Living on the edge

Posted on: June 14, 2015

With India and Bangladesh signing a land boundary agreement, the focus now is on people who live on the border, straddling both countries. This is an attempt to catch a glimpse of life in nowhere land.

Eleven-year-old Abhijit Majumdar plans to spend most of his summer holidays in Bangladesh. Not with a passport and a visa, but by just stepping out into his backyard. The front of his house is in India, the back in Bangladesh.

“My friends from Bangladesh come to play football with me,” says Majumdar, who lives in Dakshin Para in the South Dinajpur district of West Bengal.

His house is among the 70 houses in his village on or near the zero line or Radcliffe Line, the international boundary (IB) drawn between India and what was then East Pakistan and is now Bangladesh. A large part of the house falls in India, while a portion lies in Bangladesh.

As India and Bangladesh sealed a Land Boundary Agreement recently to exchange enclaves on the border where thousands of people from the two countries live without proper citizenship and legal rights, the focus is now on people who are placed near the zero line of the India-Bangladesh border.
A 2216km-long stretch of the 4,096km border falls in West Bengal, covering North 24-Parganas, South 24-Parganas, Murshidabad, Nadia, Malda, North Dinajpur, South Dinajpur, Coochbehar, Jalpaiguri and Darjeeling.

Around 70,000 people live on or near the zero line across the border, more than 11,000 in South Dinajpur alone, where the border is the most porous.

There should be no settlements within 150 yards of the IB. But this no man’s land is dotted with houses, with large agricultural fields and ponds surrounding the habitat.

One can easily cross the border by stretching one’s leg. The distance between the two countries is less than a foot in most areas. A series of white pillars – some submerged in ponds or half buried in the ground – indicate that this is the border area.

For the residents, there is nothing new about living in two countries. But when Hamida Bibi came to Shrikrishnapur village after getting married 10 years ago, she felt strange when she looked out of her window into Bangladesh.

“Now it is so normal,” Bibi says, standing next to a bamboo tree which was planted in India and branches out into Bangladesh.

For people across the two sides, the border is no barrier. “I often cross the border. I go to the Katla market in Bangladesh, two kilometres away, to buy clothes or grocery,” Bibi says.

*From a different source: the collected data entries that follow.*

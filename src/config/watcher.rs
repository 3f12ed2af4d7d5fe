use std::path::{Path, PathBuf};
use std::sync::mpsc::{channel, Receiver};
use std::time::Duration;

use notify_debouncer_mini::{
    new_debouncer, notify::RecommendedWatcher, notify::RecursiveMode, DebounceEventResult,
    Debouncer,
};

use crate::error::{ReelError, Result};

#[derive(Debug, Clone)]
pub enum ConfigEvent {
    Changed(PathBuf),
    Error(String),
}

pub struct ConfigWatcher {
    _debouncer: Debouncer<RecommendedWatcher>,
    rx: Receiver<ConfigEvent>,
}

impl ConfigWatcher {
    pub fn new(config_dir: &Path, debounce_ms: u64) -> Result<Self> {
        let (tx, rx) = channel::<ConfigEvent>();

        let mut debouncer = new_debouncer(
            Duration::from_millis(debounce_ms),
            move |result: DebounceEventResult| match result {
                Ok(events) => {
                    for event in events {
                        if Self::is_config_file(&event.path) {
                            let _ = tx.send(ConfigEvent::Changed(event.path));
                        }
                    }
                }
                Err(e) => {
                    let _ = tx.send(ConfigEvent::Error(e.to_string()));
                }
            },
        )
        .map_err(|e| ReelError::Config(format!("Failed to create watcher: {}", e)))?;

        if config_dir.exists() {
            debouncer
                .watcher()
                .watch(config_dir, RecursiveMode::NonRecursive)
                .map_err(|e| ReelError::Config(format!("Failed to watch config dir: {}", e)))?;
        }

        Ok(Self {
            _debouncer: debouncer,
            rx,
        })
    }

    fn is_config_file(path: &Path) -> bool {
        let extension = path.extension().and_then(|e| e.to_str());
        matches!(extension, Some("toml"))
    }

    pub fn try_recv(&self) -> Option<ConfigEvent> {
        self.rx.try_recv().ok()
    }

    pub fn poll_events(&self) -> Vec<ConfigEvent> {
        let mut events = Vec::new();
        while let Some(event) = self.try_recv() {
            events.push(event);
        }
        events
    }
}

/// Fallback for filesystems where inotify is unavailable: compare mtimes
/// on the app tick instead.
pub struct TickBasedWatcher {
    config_dir: PathBuf,
    last_check: std::time::Instant,
    check_interval: Duration,
    file_mtimes: std::collections::HashMap<PathBuf, std::time::SystemTime>,
}

impl TickBasedWatcher {
    pub fn new(config_dir: PathBuf, check_interval_ms: u64) -> Self {
        let mut watcher = Self {
            config_dir,
            last_check: std::time::Instant::now(),
            check_interval: Duration::from_millis(check_interval_ms),
            file_mtimes: std::collections::HashMap::new(),
        };
        watcher.scan_files();
        watcher
    }

    fn scan_files(&mut self) {
        if let Ok(entries) = std::fs::read_dir(&self.config_dir) {
            for entry in entries.flatten() {
                let path = entry.path();
                if ConfigWatcher::is_config_file(&path) {
                    if let Ok(metadata) = std::fs::metadata(&path) {
                        if let Ok(mtime) = metadata.modified() {
                            self.file_mtimes.insert(path, mtime);
                        }
                    }
                }
            }
        }
    }

    pub fn check(&mut self) -> Vec<ConfigEvent> {
        if self.last_check.elapsed() < self.check_interval {
            return Vec::new();
        }

        self.last_check = std::time::Instant::now();
        let mut events = Vec::new();

        if let Ok(entries) = std::fs::read_dir(&self.config_dir) {
            for entry in entries.flatten() {
                let path = entry.path();
                if ConfigWatcher::is_config_file(&path) {
                    if let Ok(metadata) = std::fs::metadata(&path) {
                        if let Ok(mtime) = metadata.modified() {
                            let changed = self.file_mtimes
                                .get(&path)
                                .map(|&old_mtime| mtime != old_mtime)
                                .unwrap_or(true);

                            if changed {
                                self.file_mtimes.insert(path.clone(), mtime);
                                events.push(ConfigEvent::Changed(path));
                            }
                        }
                    }
                }
            }
        }

        events
    }
}

pub enum ConfigWatcherMode {
    Notify(ConfigWatcher),
    Tick(TickBasedWatcher),
}

impl ConfigWatcherMode {
    pub fn notify(config_dir: &Path, debounce_ms: u64) -> Result<Self> {
        Ok(Self::Notify(ConfigWatcher::new(config_dir, debounce_ms)?))
    }

    pub fn tick(config_dir: PathBuf, check_interval_ms: u64) -> Self {
        Self::Tick(TickBasedWatcher::new(config_dir, check_interval_ms))
    }

    pub fn poll_events(&mut self) -> Vec<ConfigEvent> {
        match self {
            Self::Notify(watcher) => watcher.poll_events(),
            Self::Tick(watcher) => watcher.check(),
        }
    }
}

#[cfg(test)]
mod tests {
    use super::*;
    use tempfile::TempDir;
    use std::fs;

    #[test]
    fn test_is_config_file() {
        assert!(ConfigWatcher::is_config_file(Path::new("config.toml")));
        assert!(ConfigWatcher::is_config_file(Path::new("theme.toml")));
        assert!(!ConfigWatcher::is_config_file(Path::new("script.sh")));
        assert!(!ConfigWatcher::is_config_file(Path::new("data.json")));
    }

    #[test]
    fn test_tick_based_watcher() {
        let temp_dir = TempDir::new().unwrap();
        let config_path = temp_dir.path().join("test.toml");
        fs::write(&config_path, "key = \"value\"").unwrap();

        let mut watcher = TickBasedWatcher::new(temp_dir.path().to_path_buf(), 0);

        let events = watcher.check();
        assert!(events.is_empty());

        std::thread::sleep(Duration::from_millis(10));
        fs::write(&config_path, "key = \"new_value\"").unwrap();

        let events = watcher.check();
        assert_eq!(events.len(), 1);
        match &events[0] {
            ConfigEvent::Changed(path) => assert_eq!(path, &config_path),
            _ => panic!("Expected Changed event"),
        }
    }
}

It is difficult to tell which house is in India for the undulating by-lanes with packed mud houses snake across the two countries seamlessly. From one house, you can hear the sounds of two women quarrelling – one is in India, the other in Bangladesh. The bone of contention is the quality of saris that a Bangladeshi woman has sold to Indian villagers.

Stories of harassment are common. To go to another village a few kilometres away, the local people have to take permission from the jawans of the Border Security Force (BSF). The huge black gates that stand next to the IB fence, around 150 yards away from these villages, open only from 6am to 6pm. To cross the gates, the villagers have to submit their identity cards at the checkpost.

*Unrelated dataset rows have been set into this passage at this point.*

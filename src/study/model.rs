use serde::{Deserialize, Serialize};

/// One curriculum segment of a generated study guide.
#[derive(Debug, Clone, PartialEq, Eq, Serialize, Deserialize)]
pub struct StudyUnit {
    pub unit: String,
    pub summary: String,
    /// Embed URL; only the first and last unit carry one.
    #[serde(default, skip_serializing_if = "Option::is_none")]
    pub youtube: Option<String>,
    #[serde(default)]
    pub questions: Vec<Question>,
}

#[derive(Debug, Clone, PartialEq, Eq, Serialize, Deserialize)]
pub struct Question {
    pub question: String,
    pub options: Vec<AnswerOption>,
    pub answer: String,
}

#[derive(Debug, Clone, PartialEq, Eq, Serialize, Deserialize)]
pub struct AnswerOption {
    pub value: String,
    pub text: String,
}

impl Question {
    /// True when the answer names exactly one of the options.
    pub fn answer_is_unambiguous(&self) -> bool {
        let answer = self.answer.trim();
        self.options
            .iter()
            .filter(|option| option.value.trim() == answer)
            .count()
            == 1
    }
}

#[cfg(test)]
mod tests {
    use super::*;

    fn question(labels: &[&str], answer: &str) -> Question {
        Question {
            question: "Which?".into(),
            options: labels
                .iter()
                .map(|l| AnswerOption {
                    value: l.to_string(),
                    text: format!("Option {}", l),
                })
                .collect(),
            answer: answer.into(),
        }
    }

    #[test]
    fn answer_must_match_exactly_one_label() {
        assert!(question(&["A", "B", "C", "D"], "C").answer_is_unambiguous());
        assert!(question(&["A", "B"], " B ").answer_is_unambiguous());
        assert!(!question(&["A", "B"], "E").answer_is_unambiguous());
        assert!(!question(&["A", "A"], "A").answer_is_unambiguous());
        assert!(!question(&[], "A").answer_is_unambiguous());
    }

    #[test]
    fn absent_video_is_not_serialized() {
        let unit = StudyUnit {
            unit: "Intro".into(),
            summary: "Basics".into(),
            youtube: None,
            questions: vec![],
        };
        let value = serde_json::to_value(&unit).unwrap();
        assert!(value.get("youtube").is_none());
        assert_eq!(value["questions"], serde_json::json!([]));
    }
}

Other villagers who live beyond the gates are not allowed into this area – this correspondent entered covertly with the help of a local villager.

“They have cut us off from our own country. They refuse to open the gates for us even if there is an emergency at night,” says 24-year-old Tahmina Bibi of Shrikrishnapur village. “We have to wait till a senior officer gives us permission.”

The BSF claims that security in these villages has been tightened because this is the hub of illegal trade. The villagers, mostly women and children, smuggle into Bangladesh goods such as cough syrups, rice, spices, cooking oil, saris and cycles. The goods are mostly transported by trains to and from Bangladesh which pass through Hili Block close to the zero line. Trafficking of cows and trading of illegal currency are the two biggest problems that security forces face on this porous border.

“Having a house on the zero line is not a problem. The problem is that these houses are used for illegal activities,” says Veena Sikri, former Indian envoy to Bangladesh.

Villagers accuse the BSF of raiding their houses in search of illegal goods. “The jawans beat us up. They treat us worse than animals,” complains Minhajul Islam, who runs a grocery shop in Purba Gobindapur.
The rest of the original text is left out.